O governo federal publicou o Decreto nº 13.097, no dia 12 de agosto de 2026, que regulamenta a abertura gradual do mercado livre de energia elétrica para consumidores atendidos em tensão inferior a 2,3 kV. A medida amplia a liberdade de escolha para quem hoje depende exclusivamente da distribuidora local.
A efetiva entrada em vigor depende de regulamentação complementar da Agência Nacional de Energia Elétrica (Aneel). O cronograma estabelece a possibilidade de escolha do fornecedor a partir de 25 de novembro de 2027 para consumidores industriais e comerciais e de 25 de novembro de 2028 para os demais consumidores, incluindo os residenciais.
O decreto reforça os marcos de abertura estabelecidos pela Lei nº 15.269/2025 e cria condições adicionais para a participação dos consumidores de baixa tensão no Ambiente de Contratação Livre (ACL). Entre os pontos regulamentados estão os procedimentos para migração, o retorno ao Ambiente de Contratação Regulada (ACR), a representação por agente varejista e o suprimento de última instância (SUI).
A migração do Ambiente de Contratação Regulada (ACR) para o Ambiente de Contratação Livre (ACL) será feita por meio de agente varejista, com apenas um representante por unidade consumidora, e deverá ser comunicada à distribuidora com antecedência mínima de 90 dias.
A Aneel poderá estabelecer procedimentos simplificados e prazos menores. O decreto também determina que a troca do sistema de medição não poderá ser condição impeditiva para a migração desses consumidores. Para retornar ao ACR, o consumidor deverá comunicar a distribuidora com antecedência de um ano, prazo que poderá ser reduzido pela empresa ou por regulamentação da Aneel.
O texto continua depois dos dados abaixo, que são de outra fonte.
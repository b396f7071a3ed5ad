//! Statement, toplevel and type-expression parsing. Annotation byte spans
//! are captured here for the Lua translator: each one runs from the colon
//! (or keyword) through the last token of the type.

use crate::lexer::TokenKind;

use super::ast::{
    Block, ByteSpan, Exp, FuncDecl, ImportDecl, ParamDecl, Program, RecordDecl, Stat, TopLevel,
    TypeName, TypealiasDecl, VarDecl, Visibility,
};
use super::labels::SyntaxLabel;
use super::{PResult, ParseError, Parser};
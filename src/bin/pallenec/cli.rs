//! CLI argument parsing for pallenec.

use clap::{Parser, ValueEnum};

use pallenec::driver::Mode;

#[derive(Parser, Debug)]
#[command(author, version, about)]
pub struct Cli {
    /// The input file (`.pln`, or `.c` for --emit-asm / --compile-c).
    #[arg(index = 1)]
    pub input: std::path::PathBuf,

    /// Emit C source instead of a shared object.
    #[arg(long)]
    pub emit_c: bool,

    /// Compile a C file down to assembly.
    #[arg(long)]
    pub emit_asm: bool,

    /// Emit plain Lua source (the type-stripping translator).
    #[arg(long)]
    pub emit_lua: bool,

    /// Compile a C file to a shared object.
    #[arg(long)]
    pub compile_c: bool,

    /// Dump the checked AST as JSON to stdout.
    #[arg(long)]
    pub dump_ast: bool,

    /// Dump the optimized IR as JSON to stdout.
    #[arg(long)]
    pub dump_ir: bool,

    /// Specify the log level of the compiler.
    #[arg(value_enum, short, long, default_value_t = LogLevel::default())]
    pub verbosity: LogLevel,
}

impl Cli {
    pub fn init() -> Self {
        Cli::parse()
    }

    /// The emit flags are mutually exclusive; the first two that are both
    /// set produce the conflict error, in flag-table order.
    pub fn conflicting_flags(&self) -> Option<(&'static str, &'static str)> {
        let flags = [
            ("--emit-c", self.emit_c),
            ("--emit-asm", self.emit_asm),
            ("--emit-lua", self.emit_lua),
            ("--compile-c", self.compile_c),
        ];
        let mut set = flags.iter().filter(|(_, on)| *on);
        match (set.next(), set.next()) {
            (Some((first, _)), Some((second, _))) => Some((first, second)),
            _ => None,
        }
    }

    pub fn mode(&self) -> Mode {
        if self.emit_c {
            Mode::EmitC
        } else if self.emit_asm {
            Mode::EmitAsm
        } else if self.emit_lua {
            Mode::EmitLua
        } else if self.compile_c {
            Mode::CompileC
        } else {
            Mode::SharedObject
        }
    }
}

/// Log level of the compiler, mapped onto the `log` crate's levels.
#[derive(ValueEnum, Clone, Copy, Default, Debug)]
pub enum LogLevel {
    /// Only critical errors.
    #[default]
    #[value(alias("0"))]
    Error,

    /// Also warnings.
    #[value(alias("1"))]
    Warn,

    /// General progress information (which files are compiled, etc.).
    #[value(alias("2"))]
    Info,

    /// Internal compiler tracing.
    #[value(alias("3"))]
    Debug,

    /// Everything, including per-node trace output.
    #[value(alias("4"))]
    Trace,
}

impl From<LogLevel> for log::Level {
    fn from(value: LogLevel) -> Self {
        match value {
            LogLevel::Error => log::Level::Error,
            LogLevel::Warn => log::Level::Warn,
            LogLevel::Info => log::Level::Info,
            LogLevel::Debug => log::Level::Debug,
            LogLevel::Trace => log::Level::Trace,
        }
    }
}

#[cfg(test)]
mod tests {
    use clap::Parser;

    use super::*;

    #[test]
    fn test_default_mode_is_shared_object() {
        let cli = Cli::try_parse_from(["pallenec", "foo.pln"]).unwrap();
        assert_eq!(cli.mode(), Mode::SharedObject);
        assert!(cli.conflicting_flags().is_none());
    }

    #[test]
    fn test_each_flag_selects_its_mode() {
        let cases = [
            ("--emit-c", Mode::EmitC),
            ("--emit-asm", Mode::EmitAsm),
            ("--emit-lua", Mode::EmitLua),
            ("--compile-c", Mode::CompileC),
        ];
        for (flag, mode) in cases {
            let cli = Cli::try_parse_from(["pallenec", flag, "foo.pln"]).unwrap();
            assert_eq!(cli.mode(), mode);
        }
    }

    #[test]
    fn test_conflicting_flags_are_reported_in_order() {
        let cli = Cli::try_parse_from(["pallenec", "--emit-c", "--emit-asm", "foo.pln"]).unwrap();
        assert_eq!(cli.conflicting_flags(), Some(("--emit-c", "--emit-asm")));

        let cli = Cli::try_parse_from(["pallenec", "--emit-lua", "--compile-c", "foo.pln"]).unwrap();
        assert_eq!(cli.conflicting_flags(), Some(("--emit-lua", "--compile-c")));
    }
}
//! AST-to-IR lowering.
//!
//! Compound expressions are flattened: every subexpression lands in a
//! fresh temporary and commands reference locals by index. Short-circuit
//! `and`/`or` become `If` commands writing a boolean temporary, numeric
//! `for` loops are specialized on the iteration variable's static type,
//! and checker-inserted promotions become `Convert` commands. Lambdas are
//! lifted into module-level functions; the checker has already rejected
//! any capture of enclosing locals.

use std::collections::HashMap;

use log::debug;

use crate::lexer::Loc;
use crate::parser::ast::{
    Binop, Block, Exp, InitEntry, ParamDecl, Stat, TopLevel, Unop, VarNode, Visibility,
};
use crate::typechecker::{CheckedModule, Type};

use super::{
    Cmd, Conversion, Export, ExportItem, Function, Global, IrBinop, IrUnop, Local, Module, Value,
};

pub fn lower(module_name: &str, checked: &CheckedModule) -> Module {
    let mut lowerer = Lowerer::new(checked);
    lowerer.lower_module(module_name)
}

struct FuncBuilder {
    locals: Vec<Local>,
    scopes: Vec<HashMap<String, usize>>,
    temp_count: usize,
}

impl FuncBuilder {
    fn new() -> Self {
        FuncBuilder {
            locals: vec![],
            scopes: vec![HashMap::new()],
            temp_count: 0,
        }
    }

    fn declare(&mut self, name: &str, typ: Type, loc: Loc) -> usize {
        let index = self.locals.len();
        self.locals.push(Local {
            name: name.to_string(),
            typ,
            loc,
        });
        self.scopes
            .last_mut()
            .expect("builder scope stack is never empty")
            .insert(name.to_string(), index);
        index
    }

    fn temp(&mut self, typ: Type, loc: Loc) -> usize {
        let index = self.locals.len();
        self.locals.push(Local {
            name: format!("$t{}", self.temp_count),
            typ,
            loc,
        });
        self.temp_count += 1;
        index
    }

    fn resolve(&self, name: &str) -> Option<usize> {
        self.scopes
            .iter()
            .rev()
            .find_map(|scope| scope.get(name).copied())
    }

    fn push_scope(&mut self) {
        self.scopes.push(HashMap::new());
    }

    fn pop_scope(&mut self) {
        self.scopes.pop();
    }
}

struct Lowerer<'a> {
    checked: &'a CheckedModule,
    functions: Vec<Option<Function>>,
    func_indices: HashMap<String, usize>,
    globals: Vec<Global>,
    global_indices: HashMap<String, usize>,
}
use serde::Serialize;
use thiserror::Error;

/// Why a grid failed the structural checks.
///
/// A sum mismatch is not an error: a structurally valid grid always gets a
/// [`MagicSquareOutcome`](crate::MagicSquareOutcome), magic or not.
#[derive(Error, Debug, Clone, PartialEq, Eq, Serialize)]
#[serde(tag = "kind", rename_all = "snake_case")]
pub enum ValidationError {
    /// The grid has no rows.
    #[error("not a square array: grid is empty")]
    Empty,

    /// The input is not an array of arrays.
    #[error("not a square array: input is not two-dimensional")]
    NotTwoDimensional,

    /// A row's length differs from the row count.
    #[error("not a square array: {rows} rows but row {row} has {len} elements")]
    Shape { rows: usize, row: usize, len: usize },

    /// A cell holds something other than an integer.
    #[error("cell ({row}, {col}) is not an integer")]
    ElementType { row: usize, col: usize },

    /// The distinct elements are not exactly `1..=n²`.
    #[error("elements are not 1..n²: {0}")]
    Range(RangeViolation),
}

impl ValidationError {
    /// Returns the classification of this error.
    pub fn kind(&self) -> ErrorKind {
        match self {
            ValidationError::Empty
            | ValidationError::NotTwoDimensional
            | ValidationError::Shape { .. } => ErrorKind::Shape,
            ValidationError::ElementType { .. } => ErrorKind::ElementType,
            ValidationError::Range(_) => ErrorKind::Range,
        }
    }
}

/// Detail for [`ValidationError::Range`].
#[derive(Debug, Clone, Copy, PartialEq, Eq, Serialize)]
#[serde(tag = "violation", rename_all = "snake_case")]
pub enum RangeViolation {
    /// `value` lies outside `1..=max`.
    OutOfRange { value: i64, max: i64 },
    /// `value` appears more than once, so `missing` never appears.
    Duplicate { value: i64, missing: i64 },
}

impl std::fmt::Display for RangeViolation {
    fn fmt(&self, f: &mut std::fmt::Formatter<'_>) -> std::fmt::Result {
        match self {
            RangeViolation::OutOfRange { value, max } => {
                write!(f, "{} is outside 1..={}", value, max)
            }
            RangeViolation::Duplicate { value, missing } => {
                write!(f, "{} is repeated and {} is missing", value, missing)
            }
        }
    }
}

/// Failure classification, reported alongside diagnostics.
#[derive(Debug, Clone, Copy, PartialEq, Eq, Hash, Serialize)]
#[serde(rename_all = "snake_case")]
pub enum ErrorKind {
    Shape,
    ElementType,
    Range,
    SumMismatch,
}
O decreto regulamenta ainda o Supridor de Última Instância (SUI), destinado ao atendimento emergencial e temporário de consumidores do mercado livre em situações específicas de encerramento da representação varejista.
Até 31 de dezembro de 2030, o serviço será prestado exclusivamente pelas distribuidoras. A partir de janeiro de 2031, outras empresas poderão atuar como SUI, conforme regulamentação da Aneel.
Segundo o CEO da Absolar, Rodrigo Sauaia, grande parte das definições dependerá da regulamentação infralegal da Aneel. Entre os temas que ainda precisam ser detalhados, ele cita a estrutura tarifária aplicável aos consumidores que migrarem para o ACL, o tratamento dos contratos de longo prazo, os procedimentos de migração e retorno ao ACR, as condições de representação por agentes varejistas, a portabilidade e a tarifação específica relacionada ao suprimento de última instância.
“A abertura do mercado é uma mudança estrutural importante para o setor elétrico brasileiro e amplia a autonomia dos consumidores. Agora, é necessário garantir que a regulamentação dê segurança jurídica, previsibilidade e condições efetivas de competição, permitindo que a liberdade de escolha se traduza em melhores serviços, maior eficiência e benefícios concretos para os consumidores”, argumenta a presidente do Conselho de Administração da Associação Brasileira de Energia Solar Fotovoltaica-Absolar, Bárbara Rubim.